Sample Creation

Verdict uses various types of samples to estimate the final query answers. Verdict automatically determines what types of samples to use at query time; however, those samples must exist in advance for Verdict to perform proper operations.

Each sample is uniquely determined by two properties:

  1. Table name: This is the name of the base table.
  2. Column name: This column serves as the key for creating a sample. Specifically, a sample is created by sampling from the domain of the key column (not simply randomly choosing individual records). When the key is set to _rowid (a special keyword), a sample is created by randomly choosing values from the row numbers, which is equivalent to uniform random sampling.

Before describing what types of samples Verdict needs, we describe the method for creating samples.

Sample Creation Method

To create a sample, use VerdictSession.create_sample(table_name, key_col). For example,

table_name = "hive.tpch_sf100.lineitem"
key_col = "l_orderkey"
v.create_sample(table_name, key_col)

What Samples? Rule of Thumb

We describe what samples are likely to be needed for processing most queries.

  1. Table name: We need samples for large tables. These tables are typically the tables including a large number of historical records.
  2. Column name: _rowid and every column whose support is large, where support means the number of unique attribute values in the column.

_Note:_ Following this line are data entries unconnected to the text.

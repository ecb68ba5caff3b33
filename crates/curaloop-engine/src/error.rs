//! Error types for the session engine.

use curaloop_core::error::CuraloopError;
use curaloop_core::session::SessionStatus;
use uuid::Uuid;

/// Coarse error class used by transports to pick a status code.
#[derive(Debug, Clone, Copy, PartialEq, Eq)]
pub enum ErrorKind {
    /// Bad request input, rejected before any state change.
    Validation,
    NotFound,
    /// Operation not allowed in the session's current state.
    State,
    /// A collaborator (storage) failed with no local fallback.
    Dependency,
    Integrity,
}

impl ErrorKind {
    /// Only dependency failures are worth retrying unchanged.
    pub fn is_retryable(&self) -> bool {
        matches!(self, ErrorKind::Dependency)
    }

    pub fn as_str(&self) -> &'static str {
        match self {
            ErrorKind::Validation => "validation_error",
            ErrorKind::NotFound => "not_found",
            ErrorKind::State => "state_error",
            ErrorKind::Dependency => "dependency_error",
            ErrorKind::Integrity => "integrity_error",
        }
    }
}

/// Errors from the session engine.
#[derive(Debug, thiserror::Error)]
pub enum EngineError {
    #[error("invalid treatment plan: {0}")]
    InvalidPlan(String),
    #[error("invalid chatbot config: {0}")]
    InvalidConfig(String),
    #[error("unknown chat type: {0}")]
    UnknownChatType(String),
    #[error("no activities available for chat type {0}")]
    EmptyCatalog(String),
    #[error("message cannot be empty")]
    EmptyMessage,
    #[error("message exceeds maximum length of {0} characters")]
    MessageTooLong(usize),
    #[error("chatbot not initialized for patient: {0}")]
    ChatbotNotFound(String),
    #[error("no plan available for patient: {0}")]
    PatientNotFound(String),
    #[error("session not found: {0}")]
    SessionNotFound(Uuid),
    #[error("session is closed: {0}")]
    SessionClosed(Uuid),
    #[error("session already ended: {0}")]
    SessionAlreadyEnded(Uuid),
    #[error("invalid session transition: {from} -> {to}")]
    InvalidTransition {
        from: SessionStatus,
        to: SessionStatus,
    },
    #[error("session id collision: {0}")]
    SessionIdCollision(Uuid),
    #[error("integrity violation: {0}")]
    Integrity(String),
    #[error("storage error: {0}")]
    Storage(String),
}

impl EngineError {
    pub fn kind(&self) -> ErrorKind {
        match self {
            EngineError::InvalidPlan(_)
            | EngineError::InvalidConfig(_)
            | EngineError::UnknownChatType(_)
            | EngineError::EmptyCatalog(_)
            | EngineError::EmptyMessage
            | EngineError::MessageTooLong(_) => ErrorKind::Validation,
            EngineError::ChatbotNotFound(_)
            | EngineError::PatientNotFound(_)
            | EngineError::SessionNotFound(_) => ErrorKind::NotFound,
            EngineError::SessionClosed(_)
            | EngineError::SessionAlreadyEnded(_)
            | EngineError::InvalidTransition { .. } => ErrorKind::State,
            EngineError::SessionIdCollision(_) | EngineError::Integrity(_) => ErrorKind::Integrity,
            EngineError::Storage(_) => ErrorKind::Dependency,
        }
    }
}

impl From<CuraloopError> for EngineError {
    fn from(err: CuraloopError) -> Self {
        match err {
            CuraloopError::Integrity(msg) => EngineError::Integrity(msg),
            other => EngineError::Storage(other.to_string()),
        }
    }
}

/// A specialized `Result` type for engine operations.
pub type Result<T> = std::result::Result<T, EngineError>;

#[cfg(test)]
mod tests {
    use super::*;

    #[test]
    fn test_engine_error_display() {
        let id = Uuid::nil();
        let cases: Vec<(EngineError, String)> = vec![
            (
                EngineError::InvalidPlan("no categories".to_string()),
                "invalid treatment plan: no categories".to_string(),
            ),
            (
                EngineError::InvalidConfig("bad tier".to_string()),
                "invalid chatbot config: bad tier".to_string(),
            ),
            (
                EngineError::UnknownChatType("karaoke".to_string()),
                "unknown chat type: karaoke".to_string(),
            ),
            (EngineError::EmptyMessage, "message cannot be empty".to_string()),
            (
                EngineError::MessageTooLong(2000),
                "message exceeds maximum length of 2000 characters".to_string(),
            ),
            (
                EngineError::SessionClosed(id),
                format!("session is closed: {}", id),
            ),
            (
                EngineError::InvalidTransition {
                    from: SessionStatus::Completed,
                    to: SessionStatus::Active,
                },
                "invalid session transition: completed -> active".to_string(),
            ),
        ];

        for (error, expected) in cases {
            assert_eq!(error.to_string(), expected);
        }
    }

    #[test]
    fn test_error_kinds() {
        let id = Uuid::new_v4();
        assert_eq!(
            EngineError::UnknownChatType("x".into()).kind(),
            ErrorKind::Validation
        );
        assert_eq!(EngineError::SessionNotFound(id).kind(), ErrorKind::NotFound);
        assert_eq!(
            EngineError::ChatbotNotFound("p1".into()).kind(),
            ErrorKind::NotFound
        );
        assert_eq!(
            EngineError::PatientNotFound("p9".into()).kind(),
            ErrorKind::NotFound
        );
        assert_eq!(EngineError::SessionClosed(id).kind(), ErrorKind::State);
        assert_eq!(EngineError::SessionAlreadyEnded(id).kind(), ErrorKind::State);
        assert_eq!(
            EngineError::SessionIdCollision(id).kind(),
            ErrorKind::Integrity
        );
        assert_eq!(
            EngineError::Storage("down".into()).kind(),
            ErrorKind::Dependency
        );
    }

    #[test]
    fn test_only_dependency_is_retryable() {
        assert!(ErrorKind::Dependency.is_retryable());
        for kind in [
            ErrorKind::Validation,
            ErrorKind::NotFound,
            ErrorKind::State,
            ErrorKind::Integrity,
        ] {
            assert!(!kind.is_retryable());
        }
    }

    #[test]
    fn test_from_curaloop_error() {
        let err: EngineError = CuraloopError::Storage("locked".to_string()).into();
        assert!(matches!(err, EngineError::Storage(_)));
        assert!(err.to_string().contains("locked"));

        let err: EngineError = CuraloopError::Integrity("row is completed".to_string()).into();
        assert_eq!(err.kind(), ErrorKind::Integrity);
    }
}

More About Verdict’s Sampling

What Happens?

When the above method is called, Verdict performs the following operations:

  1. Verdict gathers basic statistics about the table (i.e., number of rows, column names and types). This information is used for query processing as well as sampling.
  2. Verdict writes a SQL statement for sampling and sends it to the backend engine.
  3. Verdict stores the information about the sample (i.e., what is the original table, what is the key column, etc.) in its metastore (i.e., Redis).
  4. Verdict stores a small fraction of the sample (called cache) in its in-memory engine (i.e., Pandas SQL). The cache is used for estimating the sample size needed for satisfying the accuracy.

Limitations

The current version of Verdict has some known limitations:

  1. Verdict does not automatically maintain the consistency between the original table and its samples. Thus, if new records are inserted into the original table, the sample becomes stale.
  2. Verdict does not automatically determine what samples are needed for your data. The manual steps must be performed as described below.

We are working to address these limitations.